Nothing may be left out, so copy every entry exactly.

(Items from a data source)
☆ ☆ ☆ ☆

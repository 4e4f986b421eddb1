//! Error types for arbor.

use thiserror::Error;

use crate::models::{BranchId, NoteId};

/// Result type alias using arbor's Error type.
pub type Result<T> = std::result::Result<T, Error>;

/// Core error type for arbor operations.
#[derive(Error, Debug)]
pub enum Error {
    /// Database operation failed (wraps sqlx::Error)
    #[error("Database error: {0}")]
    Database(#[from] sqlx::Error),

    /// Resource not found
    #[error("Not found: {0}")]
    NotFound(String),

    /// Note not found
    #[error("Note not found: {0}")]
    NoteNotFound(NoteId),

    /// Branch not found
    #[error("Branch not found: {0}")]
    BranchNotFound(BranchId),

    /// Caller supplied invalid input (blank title, missing type, unknown target).
    #[error("Validation error: {0}")]
    Validation(String),

    /// Attempt to delete a structurally protected note (root or hoisted).
    #[error("Structurally protected: {0}")]
    StructuralProtection(String),

    /// Protected content was needed but the protected session is locked.
    #[error("Content unavailable: {0}")]
    Unavailable(String),

    /// Encryption or decryption of protected content failed
    #[error("Crypto error: {0}")]
    Crypto(String),

    /// Serialization/deserialization error
    #[error("Serialization error: {0}")]
    Serialization(String),

    /// Configuration error
    #[error("Configuration error: {0}")]
    Config(String),

    /// Internal error
    #[error("Internal error: {0}")]
    Internal(String),
}

impl From<serde_json::Error> for Error {
    fn from(e: serde_json::Error) -> Self {
        Error::Serialization(e.to_string())
    }
}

☆ ☆ ☆ ☆

WRITTEN REPLY.
repository 4e4f986b421eddb1
//! Error types for arbor.

use thiserror::Error;

use crate::models::{BranchId, NoteId};

/// Result type alias using arbor's Error type.
pub type Result<T> = std::result::Result<T, Error>;

/// Core error type for arbor operations.
#[derive(Error, Debug)]
pub enum Error {
    /// Database operation failed (wraps sqlx::Error)
    #[error("Database error: {0}")]
    Database(#[from] sqlx::Error),

    /// Resource not found
    #[error("Not found: {0}")]
    NotFound(String),

    /// Note not found
    #[error("Note not found: {0}")]
    NoteNotFound(NoteId),

    /// Branch not found
    #[error("Branch not found: {0}")]
    BranchNotFound(BranchId),

    /// Caller supplied invalid input (blank title, missing type, unknown target).
    #[error("Validation error: {0}")]
    Validation(String),

    /// Attempt to delete a structurally protected note (root or hoisted).
    #[error("Structurally protected: {0}")]
    StructuralProtection(String),

    /// Protected content was needed but the protected session is locked.
    #[error("Content unavailable: {0}")]
    Unavailable(String),

    /// Encryption or decryption of protected content failed
    #[error("Crypto error: {0}")]
    Crypto(String),

    /// Serialization/deserialization error
    #[error("Serialization error: {0}")]
    Serialization(String),

    /// Configuration error
    #[error("Configuration error: {0}")]
    Config(String),

    /// Internal error
    #[error("Internal error: {0}")]
    Internal(String),
}

impl From<serde_json::Error> for Error {
    fn from(e: serde_json::Error) -> Self {
        Error::Serialization(e.to_string())
    }
}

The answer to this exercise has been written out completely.